══ DATASET EXTRACT ══
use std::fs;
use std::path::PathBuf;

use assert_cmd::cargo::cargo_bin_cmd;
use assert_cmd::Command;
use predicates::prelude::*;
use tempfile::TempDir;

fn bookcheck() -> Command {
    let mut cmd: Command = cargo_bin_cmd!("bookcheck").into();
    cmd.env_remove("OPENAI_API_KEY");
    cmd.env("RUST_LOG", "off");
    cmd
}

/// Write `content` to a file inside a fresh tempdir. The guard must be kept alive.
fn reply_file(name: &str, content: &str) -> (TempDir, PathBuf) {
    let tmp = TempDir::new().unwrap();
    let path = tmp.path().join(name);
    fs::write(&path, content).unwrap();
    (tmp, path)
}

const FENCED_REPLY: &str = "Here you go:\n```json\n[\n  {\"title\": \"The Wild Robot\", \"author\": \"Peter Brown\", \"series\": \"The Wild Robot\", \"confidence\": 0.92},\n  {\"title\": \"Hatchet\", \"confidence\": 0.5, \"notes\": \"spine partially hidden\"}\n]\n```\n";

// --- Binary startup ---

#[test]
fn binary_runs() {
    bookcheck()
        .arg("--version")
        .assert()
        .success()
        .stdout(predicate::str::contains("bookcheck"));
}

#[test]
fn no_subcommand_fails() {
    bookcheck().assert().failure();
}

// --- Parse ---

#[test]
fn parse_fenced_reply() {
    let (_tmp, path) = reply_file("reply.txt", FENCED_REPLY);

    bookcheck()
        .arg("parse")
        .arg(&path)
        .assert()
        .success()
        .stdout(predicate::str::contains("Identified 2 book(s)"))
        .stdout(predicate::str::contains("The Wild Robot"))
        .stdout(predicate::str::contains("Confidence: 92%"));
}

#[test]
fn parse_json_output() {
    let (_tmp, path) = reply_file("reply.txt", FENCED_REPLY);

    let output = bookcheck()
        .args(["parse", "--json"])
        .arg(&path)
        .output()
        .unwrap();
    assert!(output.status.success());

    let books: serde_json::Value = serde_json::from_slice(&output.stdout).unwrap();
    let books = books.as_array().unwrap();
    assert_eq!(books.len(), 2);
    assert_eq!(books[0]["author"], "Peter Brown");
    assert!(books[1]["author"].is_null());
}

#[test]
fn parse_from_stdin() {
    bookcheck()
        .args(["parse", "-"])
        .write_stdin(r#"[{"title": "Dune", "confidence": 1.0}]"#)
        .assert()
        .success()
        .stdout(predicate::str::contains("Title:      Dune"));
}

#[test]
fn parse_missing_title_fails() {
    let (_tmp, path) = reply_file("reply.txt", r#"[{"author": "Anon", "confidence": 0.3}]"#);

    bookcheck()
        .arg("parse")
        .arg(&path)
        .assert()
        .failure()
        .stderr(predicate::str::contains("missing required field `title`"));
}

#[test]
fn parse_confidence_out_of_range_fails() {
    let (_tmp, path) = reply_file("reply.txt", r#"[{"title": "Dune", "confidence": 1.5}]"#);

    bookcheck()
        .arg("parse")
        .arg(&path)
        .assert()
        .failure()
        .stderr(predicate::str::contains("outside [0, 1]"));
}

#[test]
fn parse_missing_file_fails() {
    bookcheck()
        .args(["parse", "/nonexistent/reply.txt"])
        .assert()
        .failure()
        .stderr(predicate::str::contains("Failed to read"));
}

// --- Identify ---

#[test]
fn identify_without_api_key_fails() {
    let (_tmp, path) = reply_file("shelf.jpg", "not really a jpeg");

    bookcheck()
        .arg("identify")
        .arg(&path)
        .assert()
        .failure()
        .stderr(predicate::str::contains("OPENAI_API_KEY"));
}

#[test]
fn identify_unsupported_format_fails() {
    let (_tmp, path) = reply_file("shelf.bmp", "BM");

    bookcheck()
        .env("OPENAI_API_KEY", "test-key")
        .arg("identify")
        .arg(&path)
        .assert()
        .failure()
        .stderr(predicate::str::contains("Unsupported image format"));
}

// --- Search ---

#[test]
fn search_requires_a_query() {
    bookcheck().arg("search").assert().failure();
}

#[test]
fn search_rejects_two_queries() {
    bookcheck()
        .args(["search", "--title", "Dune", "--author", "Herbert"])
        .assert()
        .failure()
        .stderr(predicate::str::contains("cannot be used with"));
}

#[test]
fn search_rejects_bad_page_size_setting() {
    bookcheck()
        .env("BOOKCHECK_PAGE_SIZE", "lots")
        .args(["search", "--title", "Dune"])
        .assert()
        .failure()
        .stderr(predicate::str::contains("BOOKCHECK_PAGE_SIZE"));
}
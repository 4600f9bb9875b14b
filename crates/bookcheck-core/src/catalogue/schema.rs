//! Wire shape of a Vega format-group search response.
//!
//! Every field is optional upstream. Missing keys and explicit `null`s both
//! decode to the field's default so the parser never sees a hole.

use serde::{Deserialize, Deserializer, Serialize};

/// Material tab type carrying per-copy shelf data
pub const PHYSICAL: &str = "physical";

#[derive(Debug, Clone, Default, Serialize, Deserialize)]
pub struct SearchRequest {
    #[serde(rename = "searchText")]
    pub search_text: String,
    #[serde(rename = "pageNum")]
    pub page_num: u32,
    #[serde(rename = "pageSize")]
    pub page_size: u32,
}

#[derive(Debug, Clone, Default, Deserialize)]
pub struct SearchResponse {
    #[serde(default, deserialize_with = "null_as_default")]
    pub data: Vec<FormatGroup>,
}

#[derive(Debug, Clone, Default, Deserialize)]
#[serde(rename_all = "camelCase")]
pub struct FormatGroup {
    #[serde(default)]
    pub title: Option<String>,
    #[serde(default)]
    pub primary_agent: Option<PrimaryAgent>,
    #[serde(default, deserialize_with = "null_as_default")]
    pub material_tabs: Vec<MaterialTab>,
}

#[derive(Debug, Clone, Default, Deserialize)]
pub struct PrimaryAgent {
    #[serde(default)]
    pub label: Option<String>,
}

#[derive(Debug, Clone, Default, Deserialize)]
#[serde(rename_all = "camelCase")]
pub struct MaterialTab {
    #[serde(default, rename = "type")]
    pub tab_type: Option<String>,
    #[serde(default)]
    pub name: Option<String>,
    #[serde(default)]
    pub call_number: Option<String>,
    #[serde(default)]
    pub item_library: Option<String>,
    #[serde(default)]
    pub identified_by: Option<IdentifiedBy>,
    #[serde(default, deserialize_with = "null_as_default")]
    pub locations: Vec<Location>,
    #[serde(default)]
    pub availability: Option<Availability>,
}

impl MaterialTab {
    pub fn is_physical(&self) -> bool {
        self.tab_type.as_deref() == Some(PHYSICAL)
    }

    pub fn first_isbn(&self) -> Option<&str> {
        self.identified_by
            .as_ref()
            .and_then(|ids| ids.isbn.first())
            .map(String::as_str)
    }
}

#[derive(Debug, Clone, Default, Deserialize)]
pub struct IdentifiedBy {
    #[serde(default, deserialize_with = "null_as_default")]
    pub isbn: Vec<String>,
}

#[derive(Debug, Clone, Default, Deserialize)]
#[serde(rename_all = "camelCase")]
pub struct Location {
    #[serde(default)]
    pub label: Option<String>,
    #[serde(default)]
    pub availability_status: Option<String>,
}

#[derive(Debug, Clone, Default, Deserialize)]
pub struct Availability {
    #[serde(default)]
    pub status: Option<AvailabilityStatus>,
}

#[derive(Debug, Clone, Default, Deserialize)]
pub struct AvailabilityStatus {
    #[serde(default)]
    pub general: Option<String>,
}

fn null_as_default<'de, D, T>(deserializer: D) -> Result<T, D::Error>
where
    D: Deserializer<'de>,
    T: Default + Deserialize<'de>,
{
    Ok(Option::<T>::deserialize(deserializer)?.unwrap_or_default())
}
═══
> _TASK STATEMENT_
Copy out the range of lines above starting at the line with "let mut cmd: Command" and ending at the line with "assert!(output.status.success());", exactly and including both.

> _REPLY TO THE TASK_
    let mut cmd: Command = cargo_bin_cmd!("bookcheck").into();
    cmd.env_remove("OPENAI_API_KEY");
    cmd.env("RUST_LOG", "off");
    cmd
}

/// Write `content` to a file inside a fresh tempdir. The guard must be kept alive.
fn reply_file(name: &str, content: &str) -> (TempDir, PathBuf) {
    let tmp = TempDir::new().unwrap();
    let path = tmp.path().join(name);
    fs::write(&path, content).unwrap();
    (tmp, path)
}

const FENCED_REPLY: &str = "Here you go:\n```json\n[\n  {\"title\": \"The Wild Robot\", \"author\": \"Peter Brown\", \"series\": \"The Wild Robot\", \"confidence\": 0.92},\n  {\"title\": \"Hatchet\", \"confidence\": 0.5, \"notes\": \"spine partially hidden\"}\n]\n```\n";

// --- Binary startup ---

#[test]
fn binary_runs() {
    bookcheck()
        .arg("--version")
        .assert()
        .success()
        .stdout(predicate::str::contains("bookcheck"));
}

#[test]
fn no_subcommand_fails() {
    bookcheck().assert().failure();
}

// --- Parse ---

#[test]
fn parse_fenced_reply() {
    let (_tmp, path) = reply_file("reply.txt", FENCED_REPLY);

    bookcheck()
        .arg("parse")
        .arg(&path)
        .assert()
        .success()
        .stdout(predicate::str::contains("Identified 2 book(s)"))
        .stdout(predicate::str::contains("The Wild Robot"))
        .stdout(predicate::str::contains("Confidence: 92%"));
}

#[test]
fn parse_json_output() {
    let (_tmp, path) = reply_file("reply.txt", FENCED_REPLY);

    let output = bookcheck()
        .args(["parse", "--json"])
        .arg(&path)
        .output()
        .unwrap();
    assert!(output.status.success());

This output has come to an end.